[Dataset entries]
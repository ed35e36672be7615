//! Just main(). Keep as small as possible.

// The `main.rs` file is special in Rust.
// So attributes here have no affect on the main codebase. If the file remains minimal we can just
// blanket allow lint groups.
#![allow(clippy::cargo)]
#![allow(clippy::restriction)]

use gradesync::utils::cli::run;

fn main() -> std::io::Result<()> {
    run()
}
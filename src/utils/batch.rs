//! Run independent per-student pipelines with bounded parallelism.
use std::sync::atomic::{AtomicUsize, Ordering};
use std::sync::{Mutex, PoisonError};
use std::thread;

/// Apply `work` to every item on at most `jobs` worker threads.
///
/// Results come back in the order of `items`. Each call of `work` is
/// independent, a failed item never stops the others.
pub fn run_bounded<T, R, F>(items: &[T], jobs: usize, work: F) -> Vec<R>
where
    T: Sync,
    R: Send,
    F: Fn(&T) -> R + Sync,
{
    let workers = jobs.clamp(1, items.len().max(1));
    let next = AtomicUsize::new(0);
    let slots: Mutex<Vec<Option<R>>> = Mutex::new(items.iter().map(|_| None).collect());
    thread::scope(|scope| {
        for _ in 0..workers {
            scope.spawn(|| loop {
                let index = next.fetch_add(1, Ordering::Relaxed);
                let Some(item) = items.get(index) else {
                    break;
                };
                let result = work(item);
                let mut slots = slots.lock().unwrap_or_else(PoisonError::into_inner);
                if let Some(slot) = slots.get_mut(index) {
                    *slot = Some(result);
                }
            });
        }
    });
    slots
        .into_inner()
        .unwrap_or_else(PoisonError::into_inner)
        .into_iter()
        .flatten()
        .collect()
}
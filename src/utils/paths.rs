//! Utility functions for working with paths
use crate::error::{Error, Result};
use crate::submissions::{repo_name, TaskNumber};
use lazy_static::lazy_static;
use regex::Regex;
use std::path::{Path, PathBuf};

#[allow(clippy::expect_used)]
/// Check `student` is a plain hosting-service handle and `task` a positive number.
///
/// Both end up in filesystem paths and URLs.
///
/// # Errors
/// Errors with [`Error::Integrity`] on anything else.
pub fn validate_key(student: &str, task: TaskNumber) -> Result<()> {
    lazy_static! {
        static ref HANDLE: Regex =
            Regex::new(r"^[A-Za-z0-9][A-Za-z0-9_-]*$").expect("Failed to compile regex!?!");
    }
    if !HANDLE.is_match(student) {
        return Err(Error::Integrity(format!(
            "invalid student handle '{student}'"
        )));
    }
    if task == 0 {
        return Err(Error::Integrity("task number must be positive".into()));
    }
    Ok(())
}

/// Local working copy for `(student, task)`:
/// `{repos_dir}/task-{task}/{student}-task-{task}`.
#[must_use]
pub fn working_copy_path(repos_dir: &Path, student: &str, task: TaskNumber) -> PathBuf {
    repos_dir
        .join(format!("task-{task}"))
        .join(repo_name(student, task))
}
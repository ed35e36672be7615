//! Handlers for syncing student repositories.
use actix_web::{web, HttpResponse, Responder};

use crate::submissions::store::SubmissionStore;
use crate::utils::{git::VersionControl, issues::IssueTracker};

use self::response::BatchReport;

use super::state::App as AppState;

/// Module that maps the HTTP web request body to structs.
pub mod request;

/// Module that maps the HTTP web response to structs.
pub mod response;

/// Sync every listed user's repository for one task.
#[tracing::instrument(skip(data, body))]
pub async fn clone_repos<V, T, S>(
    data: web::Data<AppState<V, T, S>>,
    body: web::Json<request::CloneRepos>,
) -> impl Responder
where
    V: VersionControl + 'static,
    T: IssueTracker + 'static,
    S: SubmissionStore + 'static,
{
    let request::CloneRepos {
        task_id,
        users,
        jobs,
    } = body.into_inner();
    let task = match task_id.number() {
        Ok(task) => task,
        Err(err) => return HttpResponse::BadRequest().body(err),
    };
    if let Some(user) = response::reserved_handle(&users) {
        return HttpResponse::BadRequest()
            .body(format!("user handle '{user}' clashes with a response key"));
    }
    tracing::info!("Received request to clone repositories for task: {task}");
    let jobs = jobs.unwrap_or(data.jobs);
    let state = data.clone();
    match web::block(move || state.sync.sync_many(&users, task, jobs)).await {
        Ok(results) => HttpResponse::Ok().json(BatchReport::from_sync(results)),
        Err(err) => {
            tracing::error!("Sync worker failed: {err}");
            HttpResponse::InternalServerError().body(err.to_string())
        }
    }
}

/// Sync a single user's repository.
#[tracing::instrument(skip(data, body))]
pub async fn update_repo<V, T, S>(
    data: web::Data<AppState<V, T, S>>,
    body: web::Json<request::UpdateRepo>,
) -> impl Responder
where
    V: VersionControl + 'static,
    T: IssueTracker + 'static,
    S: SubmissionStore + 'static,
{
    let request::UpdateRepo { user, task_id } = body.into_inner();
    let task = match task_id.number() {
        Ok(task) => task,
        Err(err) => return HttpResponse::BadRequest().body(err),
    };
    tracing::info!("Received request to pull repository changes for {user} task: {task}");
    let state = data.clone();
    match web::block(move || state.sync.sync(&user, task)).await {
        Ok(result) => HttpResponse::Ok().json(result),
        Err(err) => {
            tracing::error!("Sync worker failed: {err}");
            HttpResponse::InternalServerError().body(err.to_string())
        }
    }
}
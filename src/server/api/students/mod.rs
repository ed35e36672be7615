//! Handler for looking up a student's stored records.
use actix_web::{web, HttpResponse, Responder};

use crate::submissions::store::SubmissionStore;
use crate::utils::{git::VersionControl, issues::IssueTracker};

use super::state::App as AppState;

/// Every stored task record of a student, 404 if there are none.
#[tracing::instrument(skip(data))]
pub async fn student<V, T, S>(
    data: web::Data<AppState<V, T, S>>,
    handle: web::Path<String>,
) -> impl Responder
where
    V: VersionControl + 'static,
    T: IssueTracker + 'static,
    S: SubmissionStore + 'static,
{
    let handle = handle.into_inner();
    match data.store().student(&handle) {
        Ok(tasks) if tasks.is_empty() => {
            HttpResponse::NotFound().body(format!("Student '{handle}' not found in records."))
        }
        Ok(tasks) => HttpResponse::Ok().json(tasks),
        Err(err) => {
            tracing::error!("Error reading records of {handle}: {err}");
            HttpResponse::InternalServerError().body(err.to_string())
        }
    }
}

> DIRECTIONS FOR THIS TASK: Find the word "PoisonError" in the entries above. Copy every line that has it.

> ANSWER:
use std::sync::{Mutex, PoisonError};
                let mut slots = slots.lock().unwrap_or_else(PoisonError::into_inner);
        .unwrap_or_else(PoisonError::into_inner)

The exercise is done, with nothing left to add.